If you have sequence trace information (in SCF format) associated with the reference sequence, this can be displayed in gbrowse using the trace glyph. To use this glyph, you must have installed:

The Staden io-lib package
The Bio::SCF perl module
Available from CPAN
Note that at this time, it is not possible to use the trace glyph with Windows servers, since we do not know of a version of the Staden io-lib package that has been compiled for Windows.

The data file volvox9.gff3 contains an example trace entry.

ctgA	example	trace	44401	45925	.	+	.	Name=trace;trace=volvox_trace.scf

This aligns the full trace sequence to the reference sequence. The trace file in this case is named "volvox_trace.scf", and it is located in /usr/local/apache/doc/gbrowse/tutorial/data_files/volvox_trace.scf.

Due to sequence quality, the first few bases of a trace file usually don't align. Even so, these need bases need to be included in the gff file. For instance, if the bases 10-700 of the trace file aligns to the bases 100-800 of the reference sequence, the feature would be 90-800 to account for the first 10 bases (starting at base 0).

NOTE: The trace glyph currently doesn't deal with insertions or deletions. If an indel occurs, the alignment after the indel will be off.

Copy this file into the volvox database directory. Then, to display the trace, copy the following into the volvox.conf (or copy volvox5.conf over the current volvox.conf file).

feature      = read
glyph        = trace
fgcolor      = black
bgcolor      = orange
strand_arrow = 1
height       = 6
description  = 1
a_color      = green
c_color      = blue
g_color      = black
t_color      = red
show_border  = 1
trace_height = 80
trace_prefix = http://localhost/gbrowse/tutorial/data_files/
key          = Traces

The fgcolor, bgcolor, strand_arrow and height control the bar that shows the location and directionality of the trace.

The trace_prefix option is important because it gives the path to the trace files.

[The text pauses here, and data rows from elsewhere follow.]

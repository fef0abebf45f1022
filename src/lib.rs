//! Monte Carlo estimation of aggregate annual insurance losses.
//!
//! A Poisson claim count and a Gamma/Pareto mixture severity are compounded
//! into one total loss per simulated year; VaR and TVaR are read off the
//! resulting empirical distribution.

pub mod analysis;
pub mod config;
pub mod error;
pub mod frequency;
pub mod report;
pub mod severity;
pub mod simulation;
pub mod types;

pub use error::{Result, SimError};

This is prepended to the trace file name defined in the gff file. It can be a direct path to the directory (eg "/usr/local/trace_files/") or a web address (as above).

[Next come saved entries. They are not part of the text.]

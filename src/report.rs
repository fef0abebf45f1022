//! Text and CSV presentation of a simulated loss distribution.
//!
//! Nothing here feeds back into the engine; it only reads a
//! [`LossDistribution`] and its [`RiskReport`].

use std::fmt::Write as _;
use std::io::{self, Write};

use serde::Serialize;

use crate::analysis::{DistStats, RiskReport, TailMetric};
use crate::types::LossDistribution;

/// Euro amount with thousands separators and two decimals, e.g. `€12,345.67`.
pub fn format_eur(amount: f64) -> String {
    if !amount.is_finite() {
        return format!("€{amount}");
    }
    let fixed = format!("{:.2}", amount.abs());
    let (int_part, frac_part) = fixed.split_once('.').unwrap_or((fixed.as_str(), "00"));

    let mut grouped = String::with_capacity(int_part.len() + int_part.len() / 3);
    for (i, ch) in int_part.chars().enumerate() {
        if i > 0 && (int_part.len() - i) % 3 == 0 {
            grouped.push(',');
        }
        grouped.push(ch);
    }
    let sign = if amount < 0.0 && fixed.bytes().any(|b| b.is_ascii_digit() && b != b'0') {
        "-"
    } else {
        ""
    };
    format!("{sign}€{grouped}.{frac_part}")
}

fn pct(level: f64) -> String {
    let p = level * 100.0;
    if (p - p.round()).abs() < 1e-9 { format!("{p:.0}%") } else { format!("{p}%") }
}

/// Human-readable TVaR, labelling the undefined case instead of printing a number.
pub fn describe_tvar(tvar: &TailMetric) -> String {
    match tvar {
        TailMetric::Defined(v) => format_eur(*v),
        TailMetric::Undefined { threshold } => {
            format!("insufficient tail data (no trial above {})", format_eur(*threshold))
        }
    }
}

pub fn format_summary(report: &RiskReport) -> String {
    let mut out = String::new();
    let _ = writeln!(out, "Mean annual loss: {}", format_eur(report.mean));
    for v in &report.var {
        let _ = writeln!(out, "Value at Risk ({}): {}", pct(v.level), format_eur(v.value));
    }
    let _ = writeln!(
        out,
        "Tail Value at Risk ({}): {}",
        pct(report.tvar_level),
        describe_tvar(&report.tvar)
    );
    out
}

pub fn format_stats(stats: &DistStats) -> String {
    format!(
        "Trials: {}  zero-loss: {:.1}%  min: {}  median: {}  max: {}  std dev: {}\n",
        stats.n,
        stats.zero_share * 100.0,
        format_eur(stats.min),
        format_eur(stats.p50),
        format_eur(stats.max),
        format_eur(stats.std_dev),
    )
}

/// Equal-width binning of total losses between the sample minimum and maximum.
#[derive(Debug, Clone, PartialEq, Serialize)]
pub struct Histogram {
    pub min: f64,
    pub width: f64,
    pub counts: Vec<u64>,
}

impl Histogram {
    pub const DEFAULT_BINS: usize = 60;

    /// Returns `None` for an empty slice or zero bins.
    pub fn from_losses(losses: &[f64], bins: usize) -> Option<Self> {
        if losses.is_empty() || bins == 0 {
            return None;
        }
        let min = losses.iter().copied().fold(f64::INFINITY, f64::min);
        let max = losses.iter().copied().fold(f64::NEG_INFINITY, f64::max);
        // A degenerate sample still gets one non-zero-width bin.
        let width = if max > min { (max - min) / bins as f64 } else { 1.0 };

        let mut hist = Histogram { min, width, counts: vec![0; bins] };
        for &x in losses {
            let i = hist.bin_of(x);
            hist.counts[i] += 1;
        }
        Some(hist)
    }

    pub fn bins(&self) -> usize {
        self.counts.len()
    }

    /// Index of the bin containing `x`, clamped to the outer bins.
    pub fn bin_of(&self, x: f64) -> usize {
        let raw = ((x - self.min) / self.width).floor();
        if raw <= 0.0 { 0 } else { (raw as usize).min(self.bins() - 1) }
    }

    pub fn bin_range(&self, i: usize) -> (f64, f64) {
        let lo = self.min + self.width * i as f64;
        (lo, lo + self.width)
    }

    pub fn total(&self) -> u64 {
        self.counts.iter().sum()
    }
}

/// Horizontal bar chart with a marker on each bin that contains a VaR level.
pub fn render_histogram(hist: &Histogram, report: &RiskReport, bar_width: usize) -> String {
    let peak = hist.counts.iter().copied().max().unwrap_or(0).max(1);
    let mut out = String::new();
    let _ = writeln!(out, "Simulated annual aggregate loss distribution ({} trials)", hist.total());

    for (i, &count) in hist.counts.iter().enumerate() {
        let (lo, hi) = hist.bin_range(i);
        let len = (count as f64 / peak as f64 * bar_width as f64).round() as usize;
        let markers: Vec<String> = report
            .var
            .iter()
            .filter(|v| hist.bin_of(v.value) == i)
            .map(|v| format!("VaR {} ≈ {}", pct(v.level), format_eur(v.value.round())))
            .collect();
        let _ = write!(
            out,
            "{:>16} – {:<16} | {:<bar_width$} {count:>6}",
            format_eur(lo.round()),
            format_eur(hi.round()),
            "#".repeat(len),
        );
        if !markers.is_empty() {
            let _ = write!(out, "  <- {}", markers.join(", "));
        }
        out.push('\n');
    }
    out
}

/// One row per trial: `simulation,num_claims,total_loss`.
pub fn write_trials_csv<W: Write>(mut w: W, dist: &LossDistribution) -> io::Result<()> {
    writeln!(w, "simulation,num_claims,total_loss")?;
    for t in dist.trials() {
        writeln!(w, "{},{},{:.6}", t.id.0, t.claim_count, t.total_loss)?;
    }
    w.flush()
}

The a/c/g/t_color options allow configuration of the base colors. The trace_height refers to the height of the trace itself. Play around with it to find a height that you like.

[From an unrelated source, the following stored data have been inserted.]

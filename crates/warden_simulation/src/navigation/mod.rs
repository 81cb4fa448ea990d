//! Headless navigation — straight-line stand-in для pathfinding сервиса
//!
//! Читает запросы из NavAgent (destination, speed, is_stopped), двигает Transform
//! и отчитывается через `NavAgent::report_path`. Host с настоящим navmesh
//! не добавляет NavigationPlugin и пишет report_path сам.

use bevy::prelude::*;

use crate::ai::{tick_behavior_machines, AgentSimulationSet};
use crate::components::NavAgent;

/// Navigation Plugin (запускается после FSM тика: запросы этого тика обрабатываются сразу)
pub struct NavigationPlugin;

impl Plugin for NavigationPlugin {
    fn build(&self, app: &mut App) {
        app.add_systems(
            FixedUpdate,
            advance_nav_agents
                .after(tick_behavior_machines)
                .in_set(AgentSimulationSet),
        );
    }
}

/// Система: движение по прямой к destination
///
/// - is_stopped → стоим, но прогресс всё равно репортим (pending запрос закрывается)
/// - иначе шаг `speed × dt`, без overshoot
/// - разворот по направлению движения (вертикаль игнорируется)
pub fn advance_nav_agents(mut agents: Query<(&mut Transform, &mut NavAgent)>, time: Res<Time<Fixed>>) {
    let delta = time.delta_secs();

    for (mut transform, mut nav) in agents.iter_mut() {
        let Some(destination) = nav.destination() else {
            continue;
        };

        let to_destination = destination - transform.translation;
        let distance = to_destination.length();

        if !nav.is_stopped() && distance > f32::EPSILON {
            let step = (nav.speed() * delta).min(distance);
            transform.translation += to_destination / distance * step;

            let mut facing = to_destination;
            facing.y = 0.0;
            if facing.length_squared() > f32::EPSILON {
                transform.look_to(facing, Vec3::Y);
            }
        }

        let remaining = transform.translation.distance(destination);
        nav.report_path(remaining, true);
    }
}
//! Headless симуляция WARDEN
//!
//! Поднимает Bevy App без рендера: checkpoint'ы, rally point, цель и охранники.
//! Печатает гистограмму поведений по ходу прогона.

use std::collections::BTreeMap;

use bevy::prelude::*;
use warden_simulation::{
    create_headless_app, step_fixed, BehaviorMachine, Checkpoint, NavigationPlugin, Npc, SafePoint, SessionState,
    SimulationPlugin, TargetActor,
};

const TICKS: usize = 1200; // 20 секунд при 60Hz
const GUARDS: usize = 4;

fn main() {
    let seed = std::env::args()
        .nth(1)
        .and_then(|arg| arg.parse().ok())
        .unwrap_or(warden_simulation::DEFAULT_SEED);
    println!("Starting WARDEN headless simulation (seed: {})", seed);

    let mut app = create_headless_app(seed);
    app.add_plugins((SimulationPlugin, NavigationPlugin));
    spawn_level(app.world_mut());

    for tick in 0..TICKS {
        step_fixed(&mut app);

        if tick % 200 == 0 {
            println!("Tick {}: {}", tick, format_histogram(&behavior_histogram(app.world_mut())));
        }
    }

    let session = app.world().resource::<SessionState>();
    println!(
        "Simulation complete! game_over = {}, attack successes = {}",
        session.game_over, session.attack_successes
    );
}

/// Квадрат из 4 checkpoint'ов, rally point в углу, цель в центре
fn spawn_level(world: &mut World) {
    let corners = [
        ("cp_0", Vec3::new(-15.0, 0.0, -15.0)),
        ("cp_1", Vec3::new(15.0, 0.0, -15.0)),
        ("cp_2", Vec3::new(15.0, 0.0, 15.0)),
        ("cp_3", Vec3::new(-15.0, 0.0, 15.0)),
    ];
    for (name, position) in corners {
        world.spawn((Checkpoint::new(name), Transform::from_translation(position)));
    }

    world.spawn((SafePoint, Transform::from_xyz(-25.0, 0.0, -25.0)));
    world.spawn((TargetActor, Transform::from_xyz(0.0, 0.0, 0.0)));

    for index in 0..GUARDS {
        let angle = index as f32 / GUARDS as f32 * std::f32::consts::TAU;
        let position = Vec3::new(angle.cos(), 0.0, angle.sin()) * 20.0;
        world.spawn((Npc, Transform::from_translation(position).looking_at(Vec3::ZERO, Vec3::Y)));
    }
}

fn behavior_histogram(world: &mut World) -> BTreeMap<String, usize> {
    let mut histogram = BTreeMap::new();
    let mut query = world.query::<&BehaviorMachine>();
    for machine in query.iter(world) {
        *histogram.entry(format!("{:?}", machine.current())).or_insert(0) += 1;
    }
    histogram
}

fn format_histogram(histogram: &BTreeMap<String, usize>) -> String {
    histogram
        .iter()
        .map(|(kind, count)| format!("{}={}", kind, count))
        .collect::<Vec<_>>()
        .join(", ")
}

If show_border is set to 1, a black box will be drawn around the trace.

After configuring the trace glyph, reload the browser page and enable traces. Zoomed out you will see:

Figure 19: The trace glyph zoomed out.

Zooming in will show you the trace diagram:

Figure 19: The trace glyph zoomed in.

3. GBrowse Enhancements

In this section of the tutorial we'll discuss customizing the look and feel of GBrowse by adding a region view section, adding feature tracks to the region view and/or overview sections, configuring semantic zooming, and adding functionality with plugins.

3.1. Adding a "Region" Panel

The overview is the scale that appears at the top of the detailed image. It always shows the entire reference sequence, whether it be a chromosome, a contig or a clone. With larger genomes, you may want to supplement the overview with a "region panel" that is intermediate in size between the overview panel and the detail panel. The region panel can contain tracks of its own and is useful for displaying features that are too numerous for the overview panel and too large for the detail panel.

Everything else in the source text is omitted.